**What the task asks:** Scan the material for the word "status" and return every matching line.
---------------
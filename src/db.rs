use log::warn;
use r2d2::Pool;
use r2d2_sqlite::SqliteConnectionManager;
use rand::distributions::Alphanumeric;
use rand::Rng;
use rusqlite::params;

pub type DbPool = Pool<SqliteConnectionManager>;

/// Collect decoded rows, logging and skipping any row that fails to decode.
pub fn collect_rows<T, C, I>(what: &str, rows: I) -> C
where
    I: Iterator<Item = rusqlite::Result<T>>,
    C: FromIterator<T>,
{
    rows.filter_map(|row| match row {
        Ok(value) => Some(value),
        Err(e) => {
            warn!("Skipping unreadable {} row: {}", what, e);
            None
        }
    })
    .collect()
}

/// Roles created on first boot.
const DEFAULT_ROLES: &[&str] = &["admin", "editor", "author"];

const DEFAULT_PERMISSIONS: &[(&str, &str)] = &[
    ("manage_users", "Create, edit and suspend user accounts"),
    ("manage_roles", "Edit roles and their permissions"),
    ("manage_settings", "Change site settings"),
    ("create_articles", "Write new articles"),
    ("edit_articles", "Edit any article, including featured and breaking flags"),
    ("publish_articles", "Publish and unpublish articles"),
    ("delete_articles", "Delete articles"),
    ("manage_categories", "Create and edit categories and tags"),
    ("moderate_comments", "Approve, reject and delete comments"),
    ("upload_files", "Upload images and documents"),
    ("view_activity", "Read the activity log"),
];

/// Grants applied only when the roles table is first populated, so that an
/// administrator's later revocations survive restarts.
const DEFAULT_GRANTS: &[(&str, &[&str])] = &[
    (
        "admin",
        &[
            "manage_users",
            "manage_roles",
            "manage_settings",
            "create_articles",
            "edit_articles",
            "publish_articles",
            "delete_articles",
            "manage_categories",
            "moderate_comments",
            "upload_files",
            "view_activity",
        ],
    ),
    (
        "editor",
        &[
            "create_articles",
            "edit_articles",
            "publish_articles",
            "delete_articles",
            "manage_categories",
            "moderate_comments",
            "upload_files",
            "view_activity",
        ],
    ),
    ("author", &["create_articles", "upload_files"]),
];

pub fn init_pool_at(path: &str) -> Result<DbPool, String> {
    if let Some(parent) = std::path::Path::new(path).parent() {
        if !parent.as_os_str().is_empty() {
            std::fs::create_dir_all(parent).map_err(|e| e.to_string())?;
        }
    }
    let manager = SqliteConnectionManager::file(path)
        .with_init(|c| c.execute_batch("PRAGMA foreign_keys=ON;"));
    let pool = Pool::builder()
        .max_size(10)
        .build(manager)
        .map_err(|e| e.to_string())?;

    // WAL is a property of the database file, one connection is enough
    let conn = pool.get().map_err(|e| e.to_string())?;
    conn.execute_batch("PRAGMA journal_mode=WAL;")
        .map_err(|e| e.to_string())?;

    Ok(pool)
}

pub fn run_migrations(pool: &DbPool) -> Result<(), Box<dyn std::error::Error>> {
    let conn = pool.get()?;

    conn.execute_batch(
        "
        -- Roles and permissions
        CREATE TABLE IF NOT EXISTS roles (
            id INTEGER PRIMARY KEY,
            name TEXT UNIQUE NOT NULL,
            created_at DATETIME DEFAULT CURRENT_TIMESTAMP
        );

        CREATE TABLE IF NOT EXISTS permissions (
            id INTEGER PRIMARY KEY,
            name TEXT UNIQUE NOT NULL,
            description TEXT
        );

        CREATE TABLE IF NOT EXISTS role_permissions (
            role_id INTEGER NOT NULL,
            permission_id INTEGER NOT NULL,
            PRIMARY KEY (role_id, permission_id),
            FOREIGN KEY (role_id) REFERENCES roles(id) ON DELETE CASCADE,
            FOREIGN KEY (permission_id) REFERENCES permissions(id) ON DELETE CASCADE
        );

        -- Users
        CREATE TABLE IF NOT EXISTS users (
            id INTEGER PRIMARY KEY,
            username TEXT UNIQUE NOT NULL,
            email TEXT UNIQUE NOT NULL,
            password_hash TEXT NOT NULL,
            full_name TEXT NOT NULL DEFAULT '',
            avatar TEXT NOT NULL DEFAULT '',
            role_id INTEGER,
            status TEXT NOT NULL DEFAULT 'active',
            last_login DATETIME,
            registration_date DATETIME DEFAULT CURRENT_TIMESTAMP,
            FOREIGN KEY (role_id) REFERENCES roles(id) ON DELETE SET NULL
        );

        -- Admin sessions, keyed by the cookie token
        CREATE TABLE IF NOT EXISTS sessions (
            id TEXT PRIMARY KEY,
            user_id INTEGER NOT NULL,
            username TEXT NOT NULL,
            role_id INTEGER,
            created_at DATETIME NOT NULL,
            last_activity DATETIME NOT NULL,
            ip_address TEXT,
            user_agent TEXT,
            FOREIGN KEY (user_id) REFERENCES users(id) ON DELETE CASCADE
        );

        -- Activity log. No foreign key on user_id: entries outlive their users.
        CREATE TABLE IF NOT EXISTS activity_logs (
            id INTEGER PRIMARY KEY,
            user_id INTEGER,
            action TEXT NOT NULL,
            entity_type TEXT,
            entity_id INTEGER,
            description TEXT,
            ip_address TEXT,
            user_agent TEXT,
            created_at DATETIME DEFAULT CURRENT_TIMESTAMP
        );

        CREATE INDEX IF NOT EXISTS idx_activity_created ON activity_logs(created_at);

        -- Categories (nested one level via parent_id)
        CREATE TABLE IF NOT EXISTS categories (
            id INTEGER PRIMARY KEY,
            name TEXT NOT NULL,
            slug TEXT UNIQUE NOT NULL,
            parent_id INTEGER,
            description TEXT,
            created_at DATETIME DEFAULT CURRENT_TIMESTAMP,
            FOREIGN KEY (parent_id) REFERENCES categories(id) ON DELETE SET NULL
        );

        CREATE TABLE IF NOT EXISTS tags (
            id INTEGER PRIMARY KEY,
            name TEXT NOT NULL,
            slug TEXT UNIQUE NOT NULL,
            created_at DATETIME DEFAULT CURRENT_TIMESTAMP
        );

        -- Articles
        CREATE TABLE IF NOT EXISTS articles (
            id INTEGER PRIMARY KEY,
            title TEXT NOT NULL,
            slug TEXT UNIQUE NOT NULL,
            excerpt TEXT,
            content TEXT NOT NULL DEFAULT '',
            author_id INTEGER,
            status TEXT NOT NULL DEFAULT 'draft',
            featured INTEGER NOT NULL DEFAULT 0,
            breaking_news INTEGER NOT NULL DEFAULT 0,
            views INTEGER NOT NULL DEFAULT 0,
            featured_image TEXT,
            published_at DATETIME,
            created_at DATETIME DEFAULT CURRENT_TIMESTAMP,
            updated_at DATETIME DEFAULT CURRENT_TIMESTAMP,
            FOREIGN KEY (author_id) REFERENCES users(id) ON DELETE SET NULL
        );

        CREATE INDEX IF NOT EXISTS idx_articles_status ON articles(status, published_at);
        CREATE INDEX IF NOT EXISTS idx_articles_views ON articles(views);

        -- Many-to-many: articles <-> categories
        CREATE TABLE IF NOT EXISTS article_categories (
            article_id INTEGER NOT NULL,
            category_id INTEGER NOT NULL,
            PRIMARY KEY (article_id, category_id),
            FOREIGN KEY (article_id) REFERENCES articles(id) ON DELETE CASCADE,
            FOREIGN KEY (category_id) REFERENCES categories(id) ON DELETE CASCADE
        );

        -- Many-to-many: articles <-> tags
        CREATE TABLE IF NOT EXISTS article_tags (
            article_id INTEGER NOT NULL,
            tag_id INTEGER NOT NULL,
            PRIMARY KEY (article_id, tag_id),
            FOREIGN KEY (article_id) REFERENCES articles(id) ON DELETE CASCADE,
            FOREIGN KEY (tag_id) REFERENCES tags(id) ON DELETE CASCADE
        );

        -- Comments
        CREATE TABLE IF NOT EXISTS comments (
            id INTEGER PRIMARY KEY,
            article_id INTEGER NOT NULL,
            user_id INTEGER,
            author_name TEXT NOT NULL,
            body TEXT NOT NULL,
            status TEXT NOT NULL DEFAULT 'pending',
            created_at DATETIME DEFAULT CURRENT_TIMESTAMP,
            FOREIGN KEY (article_id) REFERENCES articles(id) ON DELETE CASCADE
        );

        -- Settings (key-value)
        CREATE TABLE IF NOT EXISTS settings (
            key TEXT PRIMARY KEY,
            value TEXT
        );
        ",
    )?;

    Ok(())
}

pub fn seed_defaults(pool: &DbPool) -> Result<(), Box<dyn std::error::Error>> {
    let conn = pool.get()?;

    let defaults = vec![
        // General
        ("site_name", "Newsroom"),
        ("site_tagline", "News as it happens"),
        ("site_url", "http://localhost:8000"),
        // Home page sections
        ("home_featured_limit", "5"),
        ("home_breaking_limit", "5"),
        ("home_trending_limit", "5"),
        ("home_latest_limit", "10"),
        ("home_category_limit", "8"),
        ("category_page_limit", "20"),
        // Admin
        ("activity_feed_limit", "10"),
        ("login_rate_limit", "5"),
        // Public
        ("comment_rate_limit", "5"),
    ];

    for (key, value) in defaults {
        conn.execute(
            "INSERT OR IGNORE INTO settings (key, value) VALUES (?1, ?2)",
            params![key, value],
        )?;
    }

    let role_count: i64 = conn.query_row("SELECT COUNT(*) FROM roles", [], |row| row.get(0))?;

    for name in DEFAULT_ROLES {
        conn.execute("INSERT OR IGNORE INTO roles (name) VALUES (?1)", params![name])?;
    }
    for (name, description) in DEFAULT_PERMISSIONS {
        conn.execute(
            "INSERT OR IGNORE INTO permissions (name, description) VALUES (?1, ?2)",
            params![name, description],
        )?;
    }

    if role_count == 0 {
        for (role, permissions) in DEFAULT_GRANTS {
            for permission in permissions.iter() {
                conn.execute(
                    "INSERT OR IGNORE INTO role_permissions (role_id, permission_id)
                     SELECT r.id, p.id FROM roles r, permissions p
                     WHERE r.name = ?1 AND p.name = ?2",
                    params![role, permission],
                )?;
            }
        }
    }

    // First boot: create an admin account with a one-time random password
    let user_count: i64 = conn.query_row("SELECT COUNT(*) FROM users", [], |row| row.get(0))?;
    if user_count == 0 {
        let password: String = rand::thread_rng()
            .sample_iter(&Alphanumeric)
            .take(16)
            .map(char::from)
            .collect();
        let hash = bcrypt::hash(&password, bcrypt::DEFAULT_COST)?;
        conn.execute(
            "INSERT INTO users (username, email, password_hash, full_name, role_id, status)
             SELECT 'admin', 'admin@localhost', ?1, 'Administrator', id, 'active'
             FROM roles WHERE name = 'admin'",
            params![hash],
        )?;
        warn!(
            "Created initial admin account 'admin' with password '{}'. Change it after first login.",
            password
        );
    }

    Ok(())
}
---------------
**Solution to this problem:**
            status TEXT NOT NULL DEFAULT 'active',
            status TEXT NOT NULL DEFAULT 'draft',
        CREATE INDEX IF NOT EXISTS idx_articles_status ON articles(status, published_at);
            status TEXT NOT NULL DEFAULT 'pending',
            "INSERT INTO users (username, email, password_hash, full_name, role_id, status)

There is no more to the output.